In article <1990Jul30.180439.26627@esegue.segue.boston.ma.us> cik@l.cc.purdue.edu (Herman Rubin) writes:
>This appeared in an article posted to comp.lang.fortran, and I believe it
>illustrates a point about the weaknesses of HLLs (The poster was referring
>to C at this point) and compilers.

Actually, this "weakness" can be solved by a smart linker.

>In article <4922@munnari.oz.au>, ok@mudla.cs.mu.OZ (Richard O'Keefe) writes:
>
>> 	double nint(double x)
>> 	    {
>> 		return ceil(x + 0.5) - (fmod(x*0.5 + 0.25, 1.0) != 0);
>> 	    }
>> 
>>      is all it takes.]
>
>I have not checked the code, but this points out what is wrong with the 
>present HLLs and that compilers cannot be expected to overcome the problem.
>If this #define were used, then this block of code would be inserted wherever
>this is wanted, even if there is a machine instruction which does the job.

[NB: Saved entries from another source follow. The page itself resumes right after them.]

#![deny(clippy::unwrap_used)]
#![deny(clippy::expect_used)]
#![deny(clippy::panic)]

//! # edgeviz-ui
//!
//! Desktop front end: an edge-list editor, algorithm and node selectors,
//! a run button, and the plot painted with egui.

pub mod app;
pub mod canvas;

pub use app::{run_app, VisualizerApp, WINDOW_TITLE};
pub use canvas::PainterCanvas;
#![deny(clippy::unwrap_used)]
#![deny(clippy::expect_used)]
#![deny(clippy::panic)]

//! # edgeviz-core
//!
//! Error, severity and configuration types shared by the edgeviz crates.

pub mod config;
pub mod error;
pub mod result;

pub use config::{CanvasConfig, LayoutConfig, StyleConfig, VisualizerConfig};
pub use error::{Error, Notice, Severity};
pub use result::{Result, ResultExt};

Right. It's a bit silly to expect the compiler author to support any
possible hardware instruction and any possible piece of convoluted
code that might use that instruction. However, if you have a list of
things you want done fast, then write a set of HLL subroutines that
accomplish these things. (NINT() is a Fortran intrinsic already, for
example.) This is your portable library. Then for each architecture
with a smart linker, write the necessary inline assembly files and
link appropriately. (For NINT(), the vendor's Fortran should do it for
you.) I note that the MIPS linker, Sun's linker, and gcc all have no
problems doing this efficiently. The subroutine linkage gets optimized
away and you are left with only the single, efficient instruction.

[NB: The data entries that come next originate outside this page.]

//! Core error types for edgeviz runs.
//!
//! Every failure a run can hit is a variant of [`Error`]. Each variant carries
//! a [`Severity`] so the reporting surface (dialog, log line, exit code) can be
//! chosen in one place instead of at the call site.

use std::fmt;
use std::path::PathBuf;

use serde::{Deserialize, Serialize};
use thiserror::Error;

/// How loudly a condition should be reported to the user.
///
/// - `Warning`: something was skipped, processing continued or stopped cleanly.
/// - `Info`: a valid outcome worth telling the user about (e.g. no path).
/// - `Error`: the current run was aborted.
#[derive(Debug, Clone, Copy, PartialEq, Eq, PartialOrd, Ord, Hash, Serialize, Deserialize)]
pub enum Severity {
    Info,
    Warning,
    Error,
}

impl fmt::Display for Severity {
    fn fmt(&self, f: &mut fmt::Formatter<'_>) -> fmt::Result {
        let label = match self {
            Self::Info => "info",
            Self::Warning => "warning",
            Self::Error => "error",
        };
        f.write_str(label)
    }
}

/// Core error type for edgeviz operations.
#[derive(Debug, Clone, PartialEq, Error)]
pub enum Error {
    // Parsing
    #[error("Error parsing line {line}: {reason}")]
    ParseFailed { line: usize, reason: String },

    #[error("Graph is empty. Please enter graph data.")]
    EmptyGraph,

    // Input validation
    #[error("Source node required for {algorithm}.")]
    SourceRequired { algorithm: String },

    #[error("Target node required for {algorithm}.")]
    TargetRequired { algorithm: String },

    #[error("Source node '{0}' not found in graph.")]
    SourceNotFound(String),

    #[error("Target node '{0}' not found in graph.")]
    TargetNotFound(String),

    #[error("Algorithm '{0}' selection not recognized or not yet implemented.")]
    UnrecognizedAlgorithm(String),

    // Algorithm execution
    #[error("No path found between {from} and {target}.")]
    NoPath { from: String, target: String },

    #[error("Node not found during algorithm execution: {0}")]
    NodeNotFound(String),

    #[error("Graph algorithm error: {reason}\nCheck if weights are provided for weighted algorithms.")]
    AlgorithmFailed { reason: String },

    // Rendering
    #[error("render failed: {reason}")]
    RenderFailed { reason: String },

    // Configuration
    #[error("failed to read config '{path}': {reason}")]
    ConfigReadFailed { path: PathBuf, reason: String },

    #[error("invalid config: {reason}")]
    InvalidConfig { reason: String },

    #[error("Algorithm execution failed: {0}")]
    Unexpected(String),
}

impl Error {
    /// Create a fatal parse error for a 1-based line number.
    pub fn parse_failed(line: usize, reason: impl Into<String>) -> Self {
        Self::ParseFailed {
            line,
            reason: reason.into(),
        }
    }

    /// Create a library-level algorithm error.
    pub fn algorithm_failed(reason: impl Into<String>) -> Self {
        Self::AlgorithmFailed {
            reason: reason.into(),
        }
    }

    /// Create a no-path outcome between two labels.
    pub fn no_path(from: impl Into<String>, target: impl Into<String>) -> Self {
        Self::NoPath {
            from: from.into(),
            target: target.into(),
        }
    }

    /// Create a render error.
    pub fn render_failed(reason: impl Into<String>) -> Self {
        Self::RenderFailed {
            reason: reason.into(),
        }
    }

    /// Create a config read error.
    pub fn config_read_failed(path: impl Into<PathBuf>, reason: impl Into<String>) -> Self {
        Self::ConfigReadFailed {
            path: path.into(),
            reason: reason.into(),
        }
    }

    /// Create an invalid config error.
    pub fn invalid_config(reason: impl Into<String>) -> Self {
        Self::InvalidConfig {
            reason: reason.into(),
        }
    }

    /// Severity this error is reported with.
    #[must_use]
    pub const fn severity(&self) -> Severity {
        match self {
            Self::EmptyGraph | Self::UnrecognizedAlgorithm(_) => Severity::Warning,
            Self::NoPath { .. } => Severity::Info,
            Self::ParseFailed { .. }
            | Self::SourceRequired { .. }
            | Self::TargetRequired { .. }
            | Self::SourceNotFound(_)
            | Self::TargetNotFound(_)
            | Self::NodeNotFound(_)
            | Self::AlgorithmFailed { .. }
            | Self::RenderFailed { .. }
            | Self::ConfigReadFailed { .. }
            | Self::InvalidConfig { .. }
            | Self::Unexpected(_) => Severity::Error,
        }
    }

    /// Dialog title for this error.
    #[must_use]
    pub const fn title(&self) -> &'static str {
        match self {
            Self::ParseFailed { .. } => "Parsing Error",
            Self::EmptyGraph | Self::UnrecognizedAlgorithm(_) => "Warning",
            Self::SourceRequired { .. }
            | Self::TargetRequired { .. }
            | Self::SourceNotFound(_)
            | Self::TargetNotFound(_) => "Input Error",
            Self::NoPath { .. } => "Info",
            Self::NodeNotFound(_) | Self::AlgorithmFailed { .. } => "Algorithm Error",
            Self::RenderFailed { .. } => "Render Error",
            Self::ConfigReadFailed { .. } | Self::InvalidConfig { .. } => "Configuration Error",
            Self::Unexpected(_) => "Error",
        }
    }
}

/// A user-facing message produced by a run.
#[derive(Debug, Clone, PartialEq, Eq, Serialize, Deserialize)]
pub struct Notice {
    pub severity: Severity,
    pub title: String,
    pub message: String,
}

impl Notice {
    pub fn new(severity: Severity, title: impl Into<String>, message: impl Into<String>) -> Self {
        Self {
            severity,
            title: title.into(),
            message: message.into(),
        }
    }

    pub fn warning(title: impl Into<String>, message: impl Into<String>) -> Self {
        Self::new(Severity::Warning, title, message)
    }

    #[must_use]
    pub const fn is_fatal(&self) -> bool {
        matches!(self.severity, Severity::Error)
    }

    /// Emit this notice through `tracing` at the level matching its severity.
    pub fn log(&self) {
        match self.severity {
            Severity::Info => tracing::info!(title = %self.title, "{}", self.message),
            Severity::Warning => tracing::warn!(title = %self.title, "{}", self.message),
            Severity::Error => tracing::error!(title = %self.title, "{}", self.message),
        }
    }
}

impl From<&Error> for Notice {
    fn from(error: &Error) -> Self {
        Self::new(error.severity(), error.title(), error.to_string())
    }
}

impl From<Error> for Notice {
    fn from(error: Error) -> Self {
        Self::from(&error)
    }
}

impl fmt::Display for Notice {
    fn fmt(&self, f: &mut fmt::Formatter<'_>) -> fmt::Result {
        write!(f, "[{}] {}: {}", self.severity, self.title, self.message)
    }
}

#[cfg(test)]
mod tests {
    use super::*;

    #[test]
    fn test_no_path_is_informational() {
        let error = Error::no_path("A", "Z");
        assert_eq!(error.severity(), Severity::Info);
        assert_eq!(error.to_string(), "No path found between A and Z.");
    }

    #[test]
    fn test_empty_graph_and_unknown_algorithm_are_warnings() {
        assert_eq!(Error::EmptyGraph.severity(), Severity::Warning);
        assert_eq!(
            Error::UnrecognizedAlgorithm("Floyd".into()).severity(),
            Severity::Warning
        );
    }

    #[test]
    fn test_input_errors_are_fatal() {
        let errors = [
            Error::SourceRequired {
                algorithm: "BFS".into(),
            },
            Error::TargetRequired {
                algorithm: "Dijkstra".into(),
            },
            Error::SourceNotFound("X".into()),
            Error::TargetNotFound("Y".into()),
        ];
        for error in errors {
            assert_eq!(error.severity(), Severity::Error);
            assert_eq!(error.title(), "Input Error");
        }
    }

    #[test]
    fn test_notice_from_error_keeps_message_and_title() {
        let notice = Notice::from(Error::SourceNotFound("Q".into()));
        assert!(notice.is_fatal());
        assert_eq!(notice.title, "Input Error");
        assert_eq!(notice.message, "Source node 'Q' not found in graph.");
    }

    #[test]
    fn test_parse_failed_names_line() {
        let error = Error::parse_failed(7, "capacity exhausted");
        assert_eq!(error.to_string(), "Error parsing line 7: capacity exhausted");
        assert_eq!(error.title(), "Parsing Error");
    }
}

>I do not see how a compiler can recognize that the complicated body of code
>can be replaced by a single instruction and make that substitution.  One 
>could put that one in, but another will arise, and another.  And these will
>continue to crop up as long as the language primitives are restricted as
>they now are.

You have to have list of these primitives somewhere, because your
language is going to need either operators or functions which
accomplish your tasks. That is, unless you want a mind-reading
compiler that is a wizard with instruction sets. Your little portable
routines define "Herman's Lovely Language", and things can run
everywhere at top speed.

So, in summary, this is how you do what you want, today, with today's
HLLs. Doing it this way is much easier than designing your own HLL,
which you have declined to do.

--
"In fact you should not be involved in IRC." -- Phil Howard

ok@goanna.cs.rmit.OZ.AU (Richard A. O'Keefe) (08/01/90)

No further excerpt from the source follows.